● REQUIREMENT
Could you copy every line from the material below in which "IteratorMetadataStore" appears?

----------------------------------------

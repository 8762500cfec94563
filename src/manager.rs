//! Control-plane management of per-table merge configuration.
//!
//! Each operation is a synchronous round trip to the engine's metadata
//! store: read the installed configuration, compute the target state, then
//! detach and reinstall. The read-modify-write is **not** transactionally
//! isolated: two concurrent operations on one table can read the same
//! stale snapshot and the later install silently wins. That race is part
//! of the contract; callers needing strictness serialize configuration
//! changes externally, e.g. with a lock keyed by table name.

use std::collections::BTreeMap;

use thiserror::Error;

use crate::{
    config::{IteratorScope, MergeOperatorConfig, OptionsError, MERGE_PRIORITY, OPERATOR_NAME},
    metadata::{InstalledOperator, IteratorMetadataStore, MetadataStoreError},
    observability::{log_debug, log_info},
    operator::StatsMergeOperator,
    registry::{default_factory, SchemaError, SerializerFactory, SerializerRegistry},
};

/// A control-plane operation failed.
#[derive(Debug, Error)]
pub enum ConfigError {
    /// The schema descriptor was rejected at the door.
    #[error("schema descriptor rejected for dataset `{dataset}`: {source}")]
    Schema {
        /// Dataset the attach was for.
        dataset: String,
        /// Why the factory rejected the descriptor.
        #[source]
        source: SchemaError,
    },
    /// The persisted option map does not decode to a configuration.
    #[error("persisted operator options are corrupt: {0}")]
    Corrupt(#[from] OptionsError),
    /// The metadata store could not serve the round trip.
    #[error(transparent)]
    Store(#[from] MetadataStoreError),
}

/// Attaches, removes, and lists the merge operator's per-table datasets.
pub struct ConfigurationManager<S> {
    store: S,
    factory: SerializerFactory,
}

impl<S> ConfigurationManager<S>
where
    S: IteratorMetadataStore,
{
    /// A manager over `store` using the built-in serializer factory.
    pub fn new(store: S) -> Self {
        Self::with_factory(store, default_factory())
    }

    /// A manager validating descriptors through a custom factory.
    pub fn with_factory(store: S, factory: SerializerFactory) -> Self {
        ConfigurationManager { store, factory }
    }

    /// The underlying metadata store.
    pub fn store(&self) -> &S {
        &self.store
    }

    /// Attach `dataset` with `descriptor` to `table`.
    ///
    /// Idempotent: if the dataset is already attached with an identical
    /// descriptor nothing is reinstalled. Otherwise the entry is merged
    /// into the current configuration (or a fresh one using `separator`)
    /// and the operator is detached and reinstalled with the result.
    pub async fn attach(
        &self,
        table: &str,
        dataset: &str,
        descriptor: &str,
        separator: u8,
    ) -> Result<(), ConfigError> {
        self.attach_all(table, [(dataset, descriptor)], separator)
            .await
    }

    /// Attach many datasets in one detach/reinstall round trip.
    ///
    /// `separator` seeds a fresh configuration; an existing installation
    /// keeps its stored separator.
    pub async fn attach_all<'a, I>(
        &self,
        table: &str,
        datasets: I,
        separator: u8,
    ) -> Result<(), ConfigError>
    where
        I: IntoIterator<Item = (&'a str, &'a str)>,
    {
        let current = self.store.load(table, OPERATOR_NAME).await?;
        let mut config = match &current {
            Some(installed) => MergeOperatorConfig::from_options(&installed.options)?,
            None => MergeOperatorConfig::new(separator),
        };

        let mut changed = false;
        for (dataset, descriptor) in datasets {
            (self.factory)(descriptor).map_err(|source| ConfigError::Schema {
                dataset: dataset.to_owned(),
                source,
            })?;
            if config.descriptor(dataset) == Some(descriptor) {
                continue;
            }
            config.insert(dataset, descriptor);
            changed = true;
        }
        if !changed {
            log_debug!(
                component = "manager",
                event = "attach_noop",
                table = %table,
            );
            return Ok(());
        }

        if current.is_some() {
            self.store.detach(table, OPERATOR_NAME).await?;
        }
        self.store.install(table, installed_operator(&config)).await?;
        log_info!(
            component = "manager",
            event = "operator_attached",
            table = %table,
            datasets = config.len(),
        );
        Ok(())
    }

    /// Remove `dataset` from `table`.
    ///
    /// No configuration, or a configuration without the dataset, is a
    /// no-op. Removing the last dataset leaves the operator uninstalled.
    pub async fn remove(&self, table: &str, dataset: &str) -> Result<(), ConfigError> {
        let Some(installed) = self.store.load(table, OPERATOR_NAME).await? else {
            return Ok(());
        };
        let mut config = MergeOperatorConfig::from_options(&installed.options)?;
        if config.remove(dataset).is_none() {
            return Ok(());
        }

        self.store.detach(table, OPERATOR_NAME).await?;
        if config.is_empty() {
            log_info!(
                component = "manager",
                event = "operator_uninstalled",
                table = %table,
            );
            return Ok(());
        }
        self.store.install(table, installed_operator(&config)).await?;
        log_info!(
            component = "manager",
            event = "dataset_removed",
            table = %table,
            dataset = %dataset,
            remaining = config.len(),
        );
        Ok(())
    }

    /// The current `dataset id -> schema descriptor` map of `table`.
    ///
    /// Empty when no configuration is installed or the table does not
    /// exist.
    pub async fn list(&self, table: &str) -> Result<BTreeMap<String, String>, ConfigError> {
        match self.store.load(table, OPERATOR_NAME).await? {
            Some(installed) => {
                Ok(MergeOperatorConfig::from_options(&installed.options)?
                    .datasets()
                    .clone())
            }
            None => Ok(BTreeMap::new()),
        }
    }

    /// Whether `dataset` is currently attached to `table`.
    pub async fn is_attached(&self, table: &str, dataset: &str) -> Result<bool, ConfigError> {
        Ok(self.list(table).await?.contains_key(dataset))
    }

    /// Build a fresh per-task operator from `table`'s installed
    /// configuration.
    ///
    /// This is the path the engine takes when scheduling a scan or
    /// compaction task: each task gets its own instance with an immutable
    /// registry snapshot. `None` when no operator is installed.
    pub async fn operator_for(
        &self,
        table: &str,
    ) -> Result<Option<StatsMergeOperator>, ConfigError> {
        let Some(installed) = self.store.load(table, OPERATOR_NAME).await? else {
            return Ok(None);
        };
        let config = MergeOperatorConfig::from_options(&installed.options)?;
        let registry = SerializerRegistry::with_factory(
            config
                .datasets()
                .iter()
                .map(|(dataset, descriptor)| (dataset.as_str(), descriptor.as_str())),
            &self.factory,
        );
        Ok(Some(StatsMergeOperator::new(config.separator(), registry)))
    }
}

fn installed_operator(config: &MergeOperatorConfig) -> InstalledOperator {
    InstalledOperator {
        name: OPERATOR_NAME.to_owned(),
        priority: MERGE_PRIORITY,
        scopes: IteratorScope::all().to_vec(),
        options: config.to_options(),
    }
}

----------------------------------------

● SOLUTION TO THIS TASK
    metadata::{InstalledOperator, IteratorMetadataStore, MetadataStoreError},
    S: IteratorMetadataStore,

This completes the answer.